> **Work to complete**: Look through the records below and give the number of lines holding the string "expected", nothing more.
[Source material]
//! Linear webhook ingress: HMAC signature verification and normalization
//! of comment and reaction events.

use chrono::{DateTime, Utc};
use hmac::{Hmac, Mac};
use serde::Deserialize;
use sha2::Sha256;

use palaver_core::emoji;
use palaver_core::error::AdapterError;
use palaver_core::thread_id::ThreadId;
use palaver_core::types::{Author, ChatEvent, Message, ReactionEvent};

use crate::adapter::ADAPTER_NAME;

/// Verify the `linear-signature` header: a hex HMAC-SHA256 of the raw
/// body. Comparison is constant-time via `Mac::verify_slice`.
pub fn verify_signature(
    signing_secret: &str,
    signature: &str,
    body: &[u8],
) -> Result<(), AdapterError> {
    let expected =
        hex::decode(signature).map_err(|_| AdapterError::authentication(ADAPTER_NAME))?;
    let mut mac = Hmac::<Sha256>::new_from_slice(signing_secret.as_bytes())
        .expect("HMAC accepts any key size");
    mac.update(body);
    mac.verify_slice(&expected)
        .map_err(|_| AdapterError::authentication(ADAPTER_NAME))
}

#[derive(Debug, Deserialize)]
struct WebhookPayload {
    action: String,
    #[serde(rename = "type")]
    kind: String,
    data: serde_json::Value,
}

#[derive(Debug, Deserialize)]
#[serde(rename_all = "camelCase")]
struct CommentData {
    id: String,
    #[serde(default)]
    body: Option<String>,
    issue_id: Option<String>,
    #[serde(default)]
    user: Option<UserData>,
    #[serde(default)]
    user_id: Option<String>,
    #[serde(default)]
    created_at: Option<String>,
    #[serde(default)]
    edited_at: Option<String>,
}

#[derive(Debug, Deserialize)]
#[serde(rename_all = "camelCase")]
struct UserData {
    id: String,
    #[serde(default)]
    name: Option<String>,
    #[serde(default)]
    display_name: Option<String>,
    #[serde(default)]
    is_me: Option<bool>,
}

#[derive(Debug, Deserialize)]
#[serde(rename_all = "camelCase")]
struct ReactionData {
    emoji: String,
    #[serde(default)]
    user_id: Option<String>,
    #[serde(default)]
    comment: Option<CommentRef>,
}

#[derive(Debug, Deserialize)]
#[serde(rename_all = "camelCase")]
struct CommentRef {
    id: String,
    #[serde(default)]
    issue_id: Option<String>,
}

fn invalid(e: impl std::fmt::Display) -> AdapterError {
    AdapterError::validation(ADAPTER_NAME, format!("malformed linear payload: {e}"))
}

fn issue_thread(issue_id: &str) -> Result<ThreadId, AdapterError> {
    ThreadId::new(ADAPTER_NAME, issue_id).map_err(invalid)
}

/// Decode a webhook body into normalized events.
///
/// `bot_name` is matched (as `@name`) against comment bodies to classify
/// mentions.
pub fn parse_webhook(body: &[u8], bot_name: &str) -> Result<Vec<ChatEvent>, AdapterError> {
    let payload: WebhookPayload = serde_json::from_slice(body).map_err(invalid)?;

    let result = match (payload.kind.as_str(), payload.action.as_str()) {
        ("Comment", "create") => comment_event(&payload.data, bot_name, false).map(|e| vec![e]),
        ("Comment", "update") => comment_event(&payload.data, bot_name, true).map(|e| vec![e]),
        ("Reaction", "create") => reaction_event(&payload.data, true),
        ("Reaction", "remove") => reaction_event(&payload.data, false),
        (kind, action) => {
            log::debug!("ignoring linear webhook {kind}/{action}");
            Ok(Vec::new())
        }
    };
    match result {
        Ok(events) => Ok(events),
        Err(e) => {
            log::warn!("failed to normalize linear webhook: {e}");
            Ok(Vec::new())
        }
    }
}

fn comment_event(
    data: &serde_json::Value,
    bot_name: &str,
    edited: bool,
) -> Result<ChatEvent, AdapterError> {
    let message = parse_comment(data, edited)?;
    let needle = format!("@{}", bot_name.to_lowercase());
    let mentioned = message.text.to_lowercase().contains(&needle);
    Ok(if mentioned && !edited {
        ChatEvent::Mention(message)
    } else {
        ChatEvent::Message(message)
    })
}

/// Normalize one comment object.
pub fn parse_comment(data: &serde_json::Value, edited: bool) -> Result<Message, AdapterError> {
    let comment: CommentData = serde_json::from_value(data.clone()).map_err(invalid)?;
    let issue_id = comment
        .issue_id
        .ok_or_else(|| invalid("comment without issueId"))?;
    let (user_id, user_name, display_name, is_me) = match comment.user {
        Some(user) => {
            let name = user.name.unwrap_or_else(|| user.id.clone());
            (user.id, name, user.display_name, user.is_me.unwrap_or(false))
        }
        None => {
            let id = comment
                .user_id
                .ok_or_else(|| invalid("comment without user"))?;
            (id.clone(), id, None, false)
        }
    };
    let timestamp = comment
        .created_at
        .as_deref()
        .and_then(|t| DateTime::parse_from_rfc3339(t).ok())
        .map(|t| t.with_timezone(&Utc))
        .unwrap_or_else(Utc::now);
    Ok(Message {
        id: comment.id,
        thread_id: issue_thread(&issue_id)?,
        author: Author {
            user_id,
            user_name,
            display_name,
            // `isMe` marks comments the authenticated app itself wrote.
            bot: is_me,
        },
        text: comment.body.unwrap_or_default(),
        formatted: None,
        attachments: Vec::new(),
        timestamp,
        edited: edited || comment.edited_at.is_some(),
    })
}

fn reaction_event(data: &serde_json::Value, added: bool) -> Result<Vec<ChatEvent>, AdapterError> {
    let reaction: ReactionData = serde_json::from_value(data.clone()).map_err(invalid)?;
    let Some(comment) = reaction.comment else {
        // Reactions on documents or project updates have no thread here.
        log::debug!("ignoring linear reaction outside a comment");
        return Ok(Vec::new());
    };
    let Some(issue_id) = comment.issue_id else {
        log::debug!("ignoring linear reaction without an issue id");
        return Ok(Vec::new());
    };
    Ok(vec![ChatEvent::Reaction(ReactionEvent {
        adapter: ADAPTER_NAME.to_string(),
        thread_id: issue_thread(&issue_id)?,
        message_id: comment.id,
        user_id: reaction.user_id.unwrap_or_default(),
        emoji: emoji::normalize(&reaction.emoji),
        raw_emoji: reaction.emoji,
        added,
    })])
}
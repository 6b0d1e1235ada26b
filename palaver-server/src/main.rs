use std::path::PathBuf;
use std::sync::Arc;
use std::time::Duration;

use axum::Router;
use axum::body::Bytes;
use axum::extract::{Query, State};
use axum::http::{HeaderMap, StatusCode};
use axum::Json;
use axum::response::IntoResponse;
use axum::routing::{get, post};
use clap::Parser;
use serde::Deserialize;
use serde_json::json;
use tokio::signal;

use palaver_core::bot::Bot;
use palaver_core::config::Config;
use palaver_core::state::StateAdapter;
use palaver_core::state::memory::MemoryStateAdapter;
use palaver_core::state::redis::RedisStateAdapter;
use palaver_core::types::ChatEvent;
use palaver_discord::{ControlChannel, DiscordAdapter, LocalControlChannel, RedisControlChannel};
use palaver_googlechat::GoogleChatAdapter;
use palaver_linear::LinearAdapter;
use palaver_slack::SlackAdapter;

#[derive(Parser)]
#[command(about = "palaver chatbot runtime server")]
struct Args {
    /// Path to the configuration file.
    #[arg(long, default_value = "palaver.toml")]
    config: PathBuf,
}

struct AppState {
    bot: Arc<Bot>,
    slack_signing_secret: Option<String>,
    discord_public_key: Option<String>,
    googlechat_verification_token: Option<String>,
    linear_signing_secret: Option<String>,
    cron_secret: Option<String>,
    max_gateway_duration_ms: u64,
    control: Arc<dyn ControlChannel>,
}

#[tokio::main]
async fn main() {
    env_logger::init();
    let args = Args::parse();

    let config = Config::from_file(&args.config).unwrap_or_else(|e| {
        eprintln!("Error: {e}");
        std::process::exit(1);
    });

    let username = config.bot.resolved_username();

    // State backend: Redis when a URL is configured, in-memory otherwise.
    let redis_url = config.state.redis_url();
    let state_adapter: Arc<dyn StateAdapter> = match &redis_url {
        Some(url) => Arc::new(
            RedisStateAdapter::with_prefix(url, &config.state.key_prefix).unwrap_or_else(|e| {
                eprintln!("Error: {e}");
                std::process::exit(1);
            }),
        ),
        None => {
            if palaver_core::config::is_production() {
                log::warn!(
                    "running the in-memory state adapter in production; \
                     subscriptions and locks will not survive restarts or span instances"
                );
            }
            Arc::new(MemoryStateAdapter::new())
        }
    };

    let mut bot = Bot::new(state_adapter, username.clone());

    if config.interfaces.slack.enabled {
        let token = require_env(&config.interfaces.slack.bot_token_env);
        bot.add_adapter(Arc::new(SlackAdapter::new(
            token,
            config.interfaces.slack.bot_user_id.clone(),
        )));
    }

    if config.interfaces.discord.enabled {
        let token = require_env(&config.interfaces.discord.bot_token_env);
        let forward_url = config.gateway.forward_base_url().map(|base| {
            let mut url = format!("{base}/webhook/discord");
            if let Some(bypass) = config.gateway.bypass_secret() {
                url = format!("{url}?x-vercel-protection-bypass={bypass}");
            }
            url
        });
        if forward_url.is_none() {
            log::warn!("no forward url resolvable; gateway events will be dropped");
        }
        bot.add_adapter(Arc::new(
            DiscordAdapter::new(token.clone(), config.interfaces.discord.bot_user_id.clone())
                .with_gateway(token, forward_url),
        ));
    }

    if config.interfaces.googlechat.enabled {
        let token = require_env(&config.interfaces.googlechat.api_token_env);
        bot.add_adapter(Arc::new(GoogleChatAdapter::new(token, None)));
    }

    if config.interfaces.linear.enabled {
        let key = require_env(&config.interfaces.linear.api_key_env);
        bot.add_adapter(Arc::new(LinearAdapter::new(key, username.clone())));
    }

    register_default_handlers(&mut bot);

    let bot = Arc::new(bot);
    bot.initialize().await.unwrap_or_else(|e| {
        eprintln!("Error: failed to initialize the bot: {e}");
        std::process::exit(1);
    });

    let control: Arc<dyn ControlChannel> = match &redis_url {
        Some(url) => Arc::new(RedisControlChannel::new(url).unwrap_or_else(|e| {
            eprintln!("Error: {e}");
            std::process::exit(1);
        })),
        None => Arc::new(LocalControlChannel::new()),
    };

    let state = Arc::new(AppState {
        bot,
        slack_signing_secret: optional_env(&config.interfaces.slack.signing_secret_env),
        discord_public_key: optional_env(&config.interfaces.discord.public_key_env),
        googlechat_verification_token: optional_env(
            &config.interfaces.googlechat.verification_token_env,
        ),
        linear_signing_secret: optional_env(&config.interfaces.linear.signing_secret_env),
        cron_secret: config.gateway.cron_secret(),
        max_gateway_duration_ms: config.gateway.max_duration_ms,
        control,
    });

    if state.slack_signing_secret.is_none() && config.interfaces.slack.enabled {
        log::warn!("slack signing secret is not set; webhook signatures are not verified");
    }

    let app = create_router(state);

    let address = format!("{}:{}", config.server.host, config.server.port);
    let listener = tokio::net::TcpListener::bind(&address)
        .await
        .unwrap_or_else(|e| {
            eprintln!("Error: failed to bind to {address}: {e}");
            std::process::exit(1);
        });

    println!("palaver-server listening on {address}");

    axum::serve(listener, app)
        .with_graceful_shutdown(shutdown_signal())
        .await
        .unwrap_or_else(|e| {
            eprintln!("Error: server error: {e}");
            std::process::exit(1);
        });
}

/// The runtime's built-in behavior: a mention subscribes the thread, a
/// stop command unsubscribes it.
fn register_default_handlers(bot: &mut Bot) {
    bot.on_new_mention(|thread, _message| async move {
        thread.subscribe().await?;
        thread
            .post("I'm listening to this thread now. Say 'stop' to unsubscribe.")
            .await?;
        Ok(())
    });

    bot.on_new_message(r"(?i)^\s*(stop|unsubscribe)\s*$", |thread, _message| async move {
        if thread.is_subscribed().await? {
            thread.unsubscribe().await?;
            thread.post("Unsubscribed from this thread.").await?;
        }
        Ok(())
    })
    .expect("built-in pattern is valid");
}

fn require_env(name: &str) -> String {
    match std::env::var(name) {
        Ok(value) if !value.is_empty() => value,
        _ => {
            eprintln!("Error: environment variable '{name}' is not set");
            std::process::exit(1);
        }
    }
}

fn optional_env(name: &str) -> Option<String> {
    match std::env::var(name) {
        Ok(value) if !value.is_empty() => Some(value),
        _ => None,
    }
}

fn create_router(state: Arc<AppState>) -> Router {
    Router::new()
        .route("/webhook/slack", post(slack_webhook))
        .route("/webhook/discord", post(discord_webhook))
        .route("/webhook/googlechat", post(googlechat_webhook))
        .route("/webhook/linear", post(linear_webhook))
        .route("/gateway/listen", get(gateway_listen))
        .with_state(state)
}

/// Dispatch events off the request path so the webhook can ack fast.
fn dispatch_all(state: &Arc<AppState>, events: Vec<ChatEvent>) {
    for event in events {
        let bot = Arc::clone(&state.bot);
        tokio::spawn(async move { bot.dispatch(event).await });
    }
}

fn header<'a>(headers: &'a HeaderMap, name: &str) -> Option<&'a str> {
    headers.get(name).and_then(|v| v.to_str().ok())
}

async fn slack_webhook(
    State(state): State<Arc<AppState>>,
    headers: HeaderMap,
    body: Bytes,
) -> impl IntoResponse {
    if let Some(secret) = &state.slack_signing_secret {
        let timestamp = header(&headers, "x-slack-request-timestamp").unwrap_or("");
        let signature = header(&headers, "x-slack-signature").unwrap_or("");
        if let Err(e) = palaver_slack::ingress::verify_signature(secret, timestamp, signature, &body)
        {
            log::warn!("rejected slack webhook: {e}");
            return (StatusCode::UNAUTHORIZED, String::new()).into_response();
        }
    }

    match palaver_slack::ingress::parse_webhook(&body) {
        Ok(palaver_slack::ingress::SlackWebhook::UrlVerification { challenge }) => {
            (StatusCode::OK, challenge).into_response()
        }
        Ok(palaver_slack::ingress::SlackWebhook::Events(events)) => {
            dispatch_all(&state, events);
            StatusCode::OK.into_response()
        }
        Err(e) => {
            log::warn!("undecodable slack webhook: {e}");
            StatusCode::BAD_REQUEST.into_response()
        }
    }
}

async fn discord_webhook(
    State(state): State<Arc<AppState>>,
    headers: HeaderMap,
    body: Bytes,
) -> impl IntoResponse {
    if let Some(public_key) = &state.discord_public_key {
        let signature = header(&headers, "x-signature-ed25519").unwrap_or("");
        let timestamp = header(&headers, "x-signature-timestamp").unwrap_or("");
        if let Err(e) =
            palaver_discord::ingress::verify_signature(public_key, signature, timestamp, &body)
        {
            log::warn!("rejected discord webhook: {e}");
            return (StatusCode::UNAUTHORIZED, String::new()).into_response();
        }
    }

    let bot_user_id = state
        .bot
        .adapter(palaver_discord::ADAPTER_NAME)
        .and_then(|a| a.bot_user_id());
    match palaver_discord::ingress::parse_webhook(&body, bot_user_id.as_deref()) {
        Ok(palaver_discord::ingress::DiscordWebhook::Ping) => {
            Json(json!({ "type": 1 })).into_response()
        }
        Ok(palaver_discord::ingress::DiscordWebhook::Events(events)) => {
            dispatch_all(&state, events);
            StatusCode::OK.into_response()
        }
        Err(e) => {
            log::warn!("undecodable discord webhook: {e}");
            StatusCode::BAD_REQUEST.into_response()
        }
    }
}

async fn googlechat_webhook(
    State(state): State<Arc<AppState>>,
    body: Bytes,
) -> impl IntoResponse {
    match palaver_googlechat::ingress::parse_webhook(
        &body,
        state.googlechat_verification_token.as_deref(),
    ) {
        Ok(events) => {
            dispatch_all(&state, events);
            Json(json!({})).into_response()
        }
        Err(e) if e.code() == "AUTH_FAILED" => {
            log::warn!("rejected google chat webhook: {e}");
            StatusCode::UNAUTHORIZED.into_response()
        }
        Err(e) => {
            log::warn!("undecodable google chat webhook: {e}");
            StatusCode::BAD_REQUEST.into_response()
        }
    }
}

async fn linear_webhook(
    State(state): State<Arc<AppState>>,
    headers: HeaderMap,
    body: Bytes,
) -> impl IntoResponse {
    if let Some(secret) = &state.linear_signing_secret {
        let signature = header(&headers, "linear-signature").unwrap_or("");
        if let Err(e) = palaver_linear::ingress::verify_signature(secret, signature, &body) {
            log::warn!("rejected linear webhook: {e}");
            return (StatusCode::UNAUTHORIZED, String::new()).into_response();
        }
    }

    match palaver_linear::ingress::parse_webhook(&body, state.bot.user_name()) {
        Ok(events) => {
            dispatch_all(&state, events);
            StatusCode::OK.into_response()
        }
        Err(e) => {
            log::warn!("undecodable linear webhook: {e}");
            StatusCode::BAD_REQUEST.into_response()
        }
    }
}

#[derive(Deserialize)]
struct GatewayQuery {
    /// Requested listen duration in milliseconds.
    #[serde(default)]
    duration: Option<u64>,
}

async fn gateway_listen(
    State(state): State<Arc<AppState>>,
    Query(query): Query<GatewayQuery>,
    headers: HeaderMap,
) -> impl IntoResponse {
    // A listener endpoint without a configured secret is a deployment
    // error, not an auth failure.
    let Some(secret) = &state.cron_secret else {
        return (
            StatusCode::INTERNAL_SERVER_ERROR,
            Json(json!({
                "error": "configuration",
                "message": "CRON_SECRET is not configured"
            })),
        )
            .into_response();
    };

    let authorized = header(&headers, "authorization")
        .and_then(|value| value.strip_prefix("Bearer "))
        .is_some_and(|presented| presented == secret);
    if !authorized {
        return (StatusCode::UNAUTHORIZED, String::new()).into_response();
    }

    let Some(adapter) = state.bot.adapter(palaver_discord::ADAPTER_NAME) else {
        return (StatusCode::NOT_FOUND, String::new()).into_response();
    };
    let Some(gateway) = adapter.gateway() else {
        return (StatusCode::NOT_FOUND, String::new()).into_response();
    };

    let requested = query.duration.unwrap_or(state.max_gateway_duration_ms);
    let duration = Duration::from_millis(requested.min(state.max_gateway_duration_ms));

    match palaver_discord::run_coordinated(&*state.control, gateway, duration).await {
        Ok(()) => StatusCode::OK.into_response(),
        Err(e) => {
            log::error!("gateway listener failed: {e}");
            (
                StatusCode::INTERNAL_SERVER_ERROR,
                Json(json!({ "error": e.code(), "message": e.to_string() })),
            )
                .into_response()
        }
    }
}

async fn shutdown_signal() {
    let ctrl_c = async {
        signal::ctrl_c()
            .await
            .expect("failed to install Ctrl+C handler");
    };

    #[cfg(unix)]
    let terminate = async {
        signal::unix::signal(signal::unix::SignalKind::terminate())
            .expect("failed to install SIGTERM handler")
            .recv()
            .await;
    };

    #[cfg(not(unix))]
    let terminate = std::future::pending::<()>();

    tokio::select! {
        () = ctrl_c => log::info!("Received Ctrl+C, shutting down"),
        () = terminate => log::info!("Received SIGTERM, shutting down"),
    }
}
[/Source material]
> **Solved exercise**: 2